(Saved data entries)
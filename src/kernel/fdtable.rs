use crate::{
    error::{Error::*, Result},
    file::File,
    param::NOFILE,
    proc::myproc,
    vm::UVAddr,
};

// Per-process open file table. A descriptor is an index into it;
// duplicated descriptors share one session.
#[derive(Debug, Default)]
pub struct FdTable {
    ofile: [Option<File>; NOFILE],
}

impl FdTable {
    pub fn get(&self, fd: usize) -> Result<&File> {
        self.ofile
            .get(fd)
            .ok_or(FileDescriptorTooLarge)?
            .as_ref()
            .ok_or(BadFileDescriptor)
    }

    // Install file in the lowest free slot.
    // The file is handed back if the table is full.
    pub fn alloc(&mut self, file: File) -> core::result::Result<usize, File> {
        match self.ofile.iter_mut().enumerate().find(|(_, f)| f.is_none()) {
            Some((fd, f)) => {
                *f = Some(file);
                Ok(fd)
            }
            None => Err(file),
        }
    }

    pub fn dup(&mut self, fd: usize) -> Result<usize> {
        let f = self.get(fd)?.clone();
        self.alloc(f).or(Err(FileDescriptorTooLarge))
    }

    pub fn take(&mut self, fd: usize) -> Result<File> {
        self.get(fd)?;
        self.ofile[fd].take().ok_or(BadFileDescriptor)
    }

    pub fn close(&mut self, fd: usize) -> Result<()> {
        drop(self.take(fd)?);
        Ok(())
    }

    pub fn close_all(&mut self) {
        for f in self.ofile.iter_mut() {
            f.take();
        }
    }

    pub fn count(&self) -> usize {
        self.ofile.iter().filter(|f| f.is_some()).count()
    }
}

// Descriptor operations of the current process. The session is
// cloned out of the table first, so a blocking read or write does
// not hold on to the process's table.

pub fn file(fd: usize) -> Result<File> {
    myproc().data().ofile.get(fd).cloned()
}

pub fn fdalloc(file: File) -> Result<usize> {
    myproc()
        .data_mut()
        .ofile
        .alloc(file)
        .or(Err(FileDescriptorTooLarge))
}

pub fn dup(fd: usize) -> Result<usize> {
    myproc().data_mut().ofile.dup(fd)
}

pub fn read(fd: usize, dst: UVAddr, n: usize) -> Result<usize> {
    file(fd)?.read(dst, n)
}

pub fn write(fd: usize, src: UVAddr, n: usize) -> Result<usize> {
    file(fd)?.write(src, n)
}

pub fn stat(fd: usize, addr: UVAddr) -> Result<()> {
    file(fd)?.stat(addr)
}

pub fn close(fd: usize) -> Result<()> {
    let f = myproc().data_mut().ofile.take(fd)?;
    drop(f);
    Ok(())
}
use crate::error::{Error::*, Result};
use alloc::vec::Vec;
use core::ops::{Add, AddAssign, Sub, SubAssign};
use zerocopy::{AsBytes, FromBytes};

pub const PGSIZE: usize = 4096; // bytes per page
pub const MAXVA: usize = 1 << 24; // ceiling of a user image

pub const fn pgroundup(sz: usize) -> usize {
    (sz + PGSIZE - 1) & !(PGSIZE - 1)
}

// User virtual address
#[derive(Debug, Default, Clone, Copy, PartialEq, Eq, PartialOrd, Ord)]
pub struct UVAddr(usize);

impl UVAddr {
    pub fn into_usize(self) -> usize {
        self.0
    }
}

impl From<usize> for UVAddr {
    fn from(addr: usize) -> Self {
        Self(addr)
    }
}

impl Add<usize> for UVAddr {
    type Output = Self;
    fn add(self, rhs: usize) -> Self::Output {
        Self(self.0 + rhs)
    }
}

impl AddAssign<usize> for UVAddr {
    fn add_assign(&mut self, rhs: usize) {
        self.0 += rhs;
    }
}

impl Sub<usize> for UVAddr {
    type Output = Self;
    fn sub(self, rhs: usize) -> Self::Output {
        Self(self.0 - rhs)
    }
}

impl SubAssign<usize> for UVAddr {
    fn sub_assign(&mut self, rhs: usize) {
        self.0 -= rhs;
    }
}

// User memory image. Addresses are offsets into a flat, zero-filled
// region [0, sz).
#[derive(Debug, Default, Clone)]
pub struct Uvm {
    mem: Vec<u8>,
}

impl Uvm {
    pub fn new(sz: usize) -> Self {
        Self {
            mem: alloc::vec![0; sz],
        }
    }

    // Grow the image from oldsz to newsz, which need not be page
    // aligned. Returns new size.
    pub fn alloc(&mut self, oldsz: usize, newsz: usize) -> Result<usize> {
        if newsz < oldsz {
            return Ok(oldsz);
        }
        if newsz > MAXVA {
            return Err(OutOfMemory);
        }
        let newsz = pgroundup(newsz);
        if newsz > self.mem.len() {
            self.mem.resize(newsz, 0);
        }
        Ok(newsz)
    }

    fn range(&self, va: UVAddr, len: usize) -> Result<core::ops::Range<usize>> {
        let start = va.into_usize();
        let end = start.checked_add(len).ok_or(BadVirtAddr)?;
        if end > self.mem.len() {
            return Err(BadVirtAddr);
        }
        Ok(start..end)
    }

    // Copy from kernel to user.
    pub fn copyout<T: AsBytes + ?Sized>(&mut self, dstva: UVAddr, src: &T) -> Result<()> {
        let src = src.as_bytes();
        let range = self.range(dstva, src.len())?;
        self.mem[range].copy_from_slice(src);
        Ok(())
    }

    // Copy from user to kernel.
    pub fn copyin<T: AsBytes + FromBytes + ?Sized>(&self, dst: &mut T, srcva: UVAddr) -> Result<()> {
        let dst = dst.as_bytes_mut();
        let range = self.range(srcva, dst.len())?;
        dst.copy_from_slice(&self.mem[range]);
        Ok(())
    }
}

### Exercise instructions:
Retyping every line above exactly is all that is needed.

### Output for this exercise:
filename src/kernel/fdtable.rs
use crate::{
    error::{Error::*, Result},
    file::File,
    param::NOFILE,
    proc::myproc,
    vm::UVAddr,
};

// Per-process open file table. A descriptor is an index into it;
// duplicated descriptors share one session.
#[derive(Debug, Default)]
pub struct FdTable {
    ofile: [Option<File>; NOFILE],
}

impl FdTable {
    pub fn get(&self, fd: usize) -> Result<&File> {
        self.ofile
            .get(fd)
            .ok_or(FileDescriptorTooLarge)?
            .as_ref()
            .ok_or(BadFileDescriptor)
    }

    // Install file in the lowest free slot.
    // The file is handed back if the table is full.
    pub fn alloc(&mut self, file: File) -> core::result::Result<usize, File> {
        match self.ofile.iter_mut().enumerate().find(|(_, f)| f.is_none()) {
            Some((fd, f)) => {
                *f = Some(file);
                Ok(fd)
            }
            None => Err(file),
        }
    }

    pub fn dup(&mut self, fd: usize) -> Result<usize> {
        let f = self.get(fd)?.clone();
        self.alloc(f).or(Err(FileDescriptorTooLarge))
    }

    pub fn take(&mut self, fd: usize) -> Result<File> {
        self.get(fd)?;
        self.ofile[fd].take().ok_or(BadFileDescriptor)
    }

    pub fn close(&mut self, fd: usize) -> Result<()> {
        drop(self.take(fd)?);
        Ok(())
    }

    pub fn close_all(&mut self) {
        for f in self.ofile.iter_mut() {
            f.take();
        }
    }

    pub fn count(&self) -> usize {
        self.ofile.iter().filter(|f| f.is_some()).count()
    }
}

// Descriptor operations of the current process. The session is
// cloned out of the table first, so a blocking read or write does
// not hold on to the process's table.

pub fn file(fd: usize) -> Result<File> {
    myproc().data().ofile.get(fd).cloned()
}

pub fn fdalloc(file: File) -> Result<usize> {
    myproc()
        .data_mut()
        .ofile
        .alloc(file)
        .or(Err(FileDescriptorTooLarge))
}

pub fn dup(fd: usize) -> Result<usize> {
    myproc().data_mut().ofile.dup(fd)
}

pub fn read(fd: usize, dst: UVAddr, n: usize) -> Result<usize> {
    file(fd)?.read(dst, n)
}

pub fn write(fd: usize, src: UVAddr, n: usize) -> Result<usize> {
    file(fd)?.write(src, n)
}

pub fn stat(fd: usize, addr: UVAddr) -> Result<()> {
    file(fd)?.stat(addr)
}

pub fn close(fd: usize) -> Result<()> {
    let f = myproc().data_mut().ofile.take(fd)?;
    drop(f);
    Ok(())
}
use crate::error::{Error::*, Result};
use alloc::vec::Vec;
use core::ops::{Add, AddAssign, Sub, SubAssign};
use zerocopy::{AsBytes, FromBytes};

pub const PGSIZE: usize = 4096; // bytes per page
pub const MAXVA: usize = 1 << 24; // ceiling of a user image

pub const fn pgroundup(sz: usize) -> usize {
    (sz + PGSIZE - 1) & !(PGSIZE - 1)
}

// User virtual address
#[derive(Debug, Default, Clone, Copy, PartialEq, Eq, PartialOrd, Ord)]
pub struct UVAddr(usize);

impl UVAddr {
    pub fn into_usize(self) -> usize {
        self.0
    }
}

impl From<usize> for UVAddr {
    fn from(addr: usize) -> Self {
        Self(addr)
    }
}

impl Add<usize> for UVAddr {
    type Output = Self;
    fn add(self, rhs: usize) -> Self::Output {
        Self(self.0 + rhs)
    }
}

impl AddAssign<usize> for UVAddr {
    fn add_assign(&mut self, rhs: usize) {
        self.0 += rhs;
    }
}

impl Sub<usize> for UVAddr {
    type Output = Self;
    fn sub(self, rhs: usize) -> Self::Output {
        Self(self.0 - rhs)
    }
}

impl SubAssign<usize> for UVAddr {
    fn sub_assign(&mut self, rhs: usize) {
        self.0 -= rhs;
    }
}

// User memory image. Addresses are offsets into a flat, zero-filled
// region [0, sz).
#[derive(Debug, Default, Clone)]
pub struct Uvm {
    mem: Vec<u8>,
}

impl Uvm {
    pub fn new(sz: usize) -> Self {
        Self {
            mem: alloc::vec![0; sz],
        }
    }

    // Grow the image from oldsz to newsz, which need not be page
    // aligned. Returns new size.
    pub fn alloc(&mut self, oldsz: usize, newsz: usize) -> Result<usize> {
        if newsz < oldsz {
            return Ok(oldsz);
        }
        if newsz > MAXVA {
            return Err(OutOfMemory);
        }
        let newsz = pgroundup(newsz);
        if newsz > self.mem.len() {
            self.mem.resize(newsz, 0);
        }
        Ok(newsz)
    }

    fn range(&self, va: UVAddr, len: usize) -> Result<core::ops::Range<usize>> {
        let start = va.into_usize();
        let end = start.checked_add(len).ok_or(BadVirtAddr)?;
        if end > self.mem.len() {
            return Err(BadVirtAddr);
        }
        Ok(start..end)
    }

    // Copy from kernel to user.
    pub fn copyout<T: AsBytes + ?Sized>(&mut self, dstva: UVAddr, src: &T) -> Result<()> {
        let src = src.as_bytes();
        let range = self.range(dstva, src.len())?;
        self.mem[range].copy_from_slice(src);
        Ok(())
    }

    // Copy from user to kernel.
    pub fn copyin<T: AsBytes + FromBytes + ?Sized>(&self, dst: &mut T, srcva: UVAddr) -> Result<()> {
        let dst = dst.as_bytes_mut();
        let range = self.range(srcva, dst.len())?;
        dst.copy_from_slice(&self.mem[range]);
        Ok(())
    }
}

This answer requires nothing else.